From immigration to AI, what companies need to know about Trump's One Big Beautiful Bill
Briefly

The OBBB implements significant changes in immigration enforcement that will have immediate effects on HR departments. Funding for ICE will increase from $10 billion to over $100 billion, accelerating I-9 audits and worksite raids, especially in hospitality and manufacturing sectors. Companies must now switch to real-time work authorization verification and conduct I-9 self-audits. There is a critical need for training staff on documentation procedures and designating representatives for ICE interactions. Proactive HR teams will fare better against the new compliance landscape and avoid costly penalties.
The most immediate impact HR managers will feel comes from the bill's dramatic expansion of immigration enforcement, which the OBBB Act is set to "supercharge." As has been widely reported, ICE funding will balloon from an annual budget of $10 billion to more than $100 billion through 2029, with $30 billion specifically earmarked to hire thousands of new agents.
"This will drive a rise in I-9 audits and worksite raids, particularly in industries like hospitality and manufacturing," Czepiel explains. The new law also makes E-Verify mandatory nationwide, creating immediate compliance challenges for companies in states that previously did not require it.

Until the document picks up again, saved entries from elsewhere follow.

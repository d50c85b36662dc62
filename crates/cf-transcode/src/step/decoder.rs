//! Video decoder selection steps.

use serde::Serialize;

/// How the input video stream is decoded.
#[derive(Debug, Clone, PartialEq, Eq, Serialize)]
#[serde(rename_all = "snake_case")]
pub enum Decoder {
    /// No `-c:v`; ffmpeg (or `-hwaccel`) picks the decoder.
    Implicit { hardware: bool },
    Software(&'static str),
    Hardware(&'static str),
}

impl Decoder {
    pub fn is_hardware(&self) -> bool {
        matches!(
            self,
            Decoder::Hardware(_) | Decoder::Implicit { hardware: true }
        )
    }

    pub fn name(&self) -> Option<&'static str> {
        match self {
            Decoder::Implicit { .. } => None,
            Decoder::Software(name) | Decoder::Hardware(name) => Some(name),
        }
    }

    pub fn arguments(&self) -> Vec<String> {
        match self.name() {
            Some(name) => vec!["-c:v".into(), name.into()],
            None => Vec::new(),
        }
    }
}

#[cfg(test)]
mod tests {
    use super::*;

    #[test]
    fn explicit_decoders_render() {
        assert_eq!(Decoder::Software("h264").arguments(), vec!["-c:v", "h264"]);
        assert_eq!(Decoder::Hardware("hevc_qsv").arguments(), vec!["-c:v", "hevc_qsv"]);
        assert!(Decoder::Implicit { hardware: true }.arguments().is_empty());
    }

    #[test]
    fn hardware_flag() {
        assert!(Decoder::Implicit { hardware: true }.is_hardware());
        assert!(!Decoder::Implicit { hardware: false }.is_hardware());
        assert!(!Decoder::Software("h264").is_hardware());
    }
}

The solution requires a comprehensive overhaul of onboarding processes. Companies must now implement real-time work authorization verification before an employee's first day, conduct regular Form I-9 self-audits to catch errors before official inspections, and train staff extensively on proper documentation procedures.
HR teams that act early will be far better prepared to navigate what is coming and what might come. The alternative - waiting for enforcement to ramp up - could prove costly in ways that extend far beyond compliance fines.